//! Identity-preserving conversion between the id-linked [`Configuration`]
//! and the index-linked [`GraphSnapshot`].
//!
//! Relations may form cycles (`A -> B -> A`). Every top-level conversion owns
//! one [`ConversionContext`]; a source object is looked up before its children
//! are visited and recorded as soon as its target slot is allocated, so a
//! re-entrant visit returns the slot instead of recursing again.

use std::hash::Hash;

use rustc_hash::FxHashMap;
use serde::{Deserialize, Serialize};
use tracing::warn;

use crate::element::{
    BaseAttributes, Configuration, ConfigurationVersion, ElementAttributes, HasBaseAttributes,
    Model, Node, Rect, Relation,
};
use crate::value::StyleMap;

/// Memo table from a stable source key to the already produced target.
#[derive(Debug, Clone)]
pub struct ConversionContext<K, T> {
    known: FxHashMap<K, T>,
}

impl<K: Eq + Hash, T: Copy> ConversionContext<K, T> {
    #[must_use]
    pub fn new() -> Self {
        Self {
            known: FxHashMap::default(),
        }
    }

    #[must_use]
    pub fn mapped(&self, source: &K) -> Option<T> {
        self.known.get(source).copied()
    }

    pub fn store(&mut self, source: K, target: T) {
        self.known.insert(source, target);
    }

    #[must_use]
    pub fn len(&self) -> usize {
        self.known.len()
    }

    #[must_use]
    pub fn is_empty(&self) -> bool {
        self.known.is_empty()
    }
}

impl<K: Eq + Hash, T: Copy> Default for ConversionContext<K, T> {
    fn default() -> Self {
        Self::new()
    }
}

/// Arena position of a node inside a [`Configuration`].
#[derive(Debug, Clone, Copy, PartialEq, Eq, Hash, Serialize, Deserialize)]
pub struct NodeLocation {
    pub model: usize,
    pub node: usize,
}

/// Eagerly built id lookup over every node of a configuration. The first node
/// carrying an id wins.
#[derive(Debug, Clone, Default)]
pub struct NodeLookup {
    by_id: FxHashMap<String, NodeLocation>,
}

impl NodeLookup {
    #[must_use]
    pub fn build(configuration: &Configuration) -> Self {
        let mut by_id = FxHashMap::default();
        for (model_index, model) in configuration.models.iter().enumerate() {
            for (node_index, node) in model.nodes.iter().enumerate() {
                if let Some(id) = node.id() {
                    by_id.entry(id.to_string()).or_insert(NodeLocation {
                        model: model_index,
                        node: node_index,
                    });
                }
            }
        }
        Self { by_id }
    }

    #[must_use]
    pub fn locate(&self, id: &str) -> Option<NodeLocation> {
        self.by_id.get(id).copied()
    }

    #[must_use]
    pub fn resolve<'c>(&self, configuration: &'c Configuration, id: &str) -> Option<&'c Node> {
        let location = self.locate(id)?;
        configuration
            .models
            .get(location.model)?
            .nodes
            .get(location.node)
    }

    /// Target node of a relation, if it is part of this configuration.
    #[must_use]
    pub fn target_of<'c>(
        &self,
        configuration: &'c Configuration,
        relation: &Relation,
    ) -> Option<&'c Node> {
        self.resolve(configuration, relation.target.as_deref()?)
    }
}

#[derive(Debug, Clone, Copy, PartialEq, Eq, Hash, Serialize, Deserialize, Default)]
pub struct SnapshotIndex(pub usize);

#[derive(Debug, Clone, PartialEq, Default, Serialize, Deserialize)]
pub struct SnapshotRelation {
    pub attributes: ElementAttributes,
    pub element_type: String,
    pub position: Rect,
    pub styles: StyleMap,
    pub points: Vec<i64>,
    pub target: Option<SnapshotIndex>,
}

#[derive(Debug, Clone, PartialEq, Default, Serialize, Deserialize)]
pub struct SnapshotNode {
    pub attributes: ElementAttributes,
    pub element_type: String,
    pub position: Rect,
    pub styles: StyleMap,
    pub generated_attributes: Vec<i64>,
    pub relations: Vec<SnapshotRelation>,
}

#[derive(Debug, Clone, PartialEq, Default, Serialize, Deserialize)]
pub struct SnapshotModel {
    pub attributes: BaseAttributes,
    pub zoom_level: i32,
    pub nodes: Vec<SnapshotIndex>,
}

/// Flat, index-linked form of a configuration. Relations point at node slots
/// by index, so the structure can cross a persistence or API boundary as is.
#[derive(Debug, Clone, PartialEq, Default, Serialize, Deserialize)]
pub struct GraphSnapshot {
    pub name: String,
    pub version: Option<ConfigurationVersion>,
    pub models: Vec<SnapshotModel>,
    pub nodes: Vec<SnapshotNode>,
}

impl GraphSnapshot {
    #[must_use]
    pub fn from_configuration(configuration: &Configuration) -> Self {
        let mut builder = SnapshotBuilder {
            configuration,
            lookup: NodeLookup::build(configuration),
            context: ConversionContext::new(),
            nodes: Vec::new(),
            pending: Vec::new(),
        };

        let models = configuration
            .models
            .iter()
            .enumerate()
            .map(|(model_index, model)| {
                let nodes = (0..model.nodes.len())
                    .map(|node_index| {
                        builder.convert_node(NodeLocation {
                            model: model_index,
                            node: node_index,
                        })
                    })
                    .collect();
                SnapshotModel {
                    attributes: model.attributes.clone(),
                    zoom_level: model.zoom_level,
                    nodes,
                }
            })
            .collect();

        Self {
            name: configuration.name.clone(),
            version: configuration.version.clone(),
            models,
            nodes: builder.nodes,
        }
    }

    #[must_use]
    pub fn node(&self, index: SnapshotIndex) -> Option<&SnapshotNode> {
        self.nodes.get(index.0)
    }

    /// Rebuilds the id-linked configuration. A slot listed by several models
    /// is materialized once, in the first model that lists it.
    #[must_use]
    pub fn to_configuration(&self) -> Configuration {
        let mut context: ConversionContext<SnapshotIndex, NodeLocation> = ConversionContext::new();
        let mut models: Vec<Model> = Vec::with_capacity(self.models.len());

        for (model_index, snapshot_model) in self.models.iter().enumerate() {
            let mut model = Model {
                attributes: snapshot_model.attributes.clone(),
                nodes: Vec::with_capacity(snapshot_model.nodes.len()),
                zoom_level: snapshot_model.zoom_level,
            };
            for &index in &snapshot_model.nodes {
                if context.mapped(&index).is_some() {
                    continue;
                }
                let Some(snapshot_node) = self.node(index) else {
                    continue;
                };
                context.store(
                    index,
                    NodeLocation {
                        model: model_index,
                        node: model.nodes.len(),
                    },
                );
                model.nodes.push(self.restore_node(snapshot_node));
            }
            models.push(model);
        }

        Configuration {
            name: self.name.clone(),
            version: self.version.clone(),
            models,
        }
    }

    fn restore_node(&self, snapshot_node: &SnapshotNode) -> Node {
        let relations = snapshot_node
            .relations
            .iter()
            .map(|snapshot_relation| {
                let mut relation = Relation::default();
                relation.attributes = snapshot_relation.attributes.clone();
                relation.element_type = snapshot_relation.element_type.clone();
                relation.position = snapshot_relation.position;
                relation.styles = snapshot_relation.styles.clone();
                if !relation.set_points(&snapshot_relation.points) {
                    warn!(
                        points = ?snapshot_relation.points,
                        "snapshot relation points rejected"
                    );
                }
                relation.target = snapshot_relation
                    .target
                    .and_then(|target| self.node(target))
                    .and_then(|target| target.attributes.base.id.clone());
                relation
            })
            .collect();

        Node {
            attributes: snapshot_node.attributes.clone(),
            element_type: snapshot_node.element_type.clone(),
            position: snapshot_node.position,
            styles: snapshot_node.styles.clone(),
            generated_attributes: snapshot_node.generated_attributes.clone(),
            relations,
        }
    }
}

struct SnapshotBuilder<'a> {
    configuration: &'a Configuration,
    lookup: NodeLookup,
    context: ConversionContext<NodeLocation, SnapshotIndex>,
    nodes: Vec<SnapshotNode>,
    /// Slots allocated but whose relations are not filled in yet.
    pending: Vec<(NodeLocation, SnapshotIndex)>,
}

impl SnapshotBuilder<'_> {
    /// Converts the node and everything reachable from it. Chains of any
    /// length are walked with an explicit worklist instead of recursion.
    fn convert_node(&mut self, location: NodeLocation) -> SnapshotIndex {
        let index = self.slot_for(location);
        while let Some((pending, slot)) = self.pending.pop() {
            self.fill_relations(pending, slot);
        }
        index
    }

    /// Returns the memoized slot, or allocates one and queues it.
    fn slot_for(&mut self, location: NodeLocation) -> SnapshotIndex {
        if let Some(existing) = self.context.mapped(&location) {
            return existing;
        }

        let configuration = self.configuration;
        let node = &configuration.models[location.model].nodes[location.node];
        let index = SnapshotIndex(self.nodes.len());
        self.nodes.push(SnapshotNode {
            attributes: node.attributes.clone(),
            element_type: node.element_type.clone(),
            position: node.position,
            styles: node.styles.clone(),
            generated_attributes: node.generated_attributes.clone(),
            relations: Vec::new(),
        });
        self.context.store(location, index);
        self.pending.push((location, index));
        index
    }

    fn fill_relations(&mut self, location: NodeLocation, index: SnapshotIndex) {
        let configuration = self.configuration;
        let node = &configuration.models[location.model].nodes[location.node];
        let mut relations = Vec::with_capacity(node.relations.len());
        for relation in &node.relations {
            let target = relation
                .target
                .as_deref()
                .and_then(|id| self.lookup.locate(id))
                .map(|target| self.slot_for(target));
            relations.push(SnapshotRelation {
                attributes: relation.attributes.clone(),
                element_type: relation.element_type.clone(),
                position: relation.position,
                styles: relation.styles.clone(),
                points: relation.generated_attributes(),
                target,
            });
        }
        self.nodes[index.0].relations = relations;
    }
}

PROBLEM TO WORK ON :: Read the records above. Show each line that has the string "known".

ANSWER AREA ::
    known: FxHashMap<K, T>,
            known: FxHashMap::default(),
        self.known.get(source).copied()
        self.known.insert(source, target);
        self.known.len()
        self.known.is_empty()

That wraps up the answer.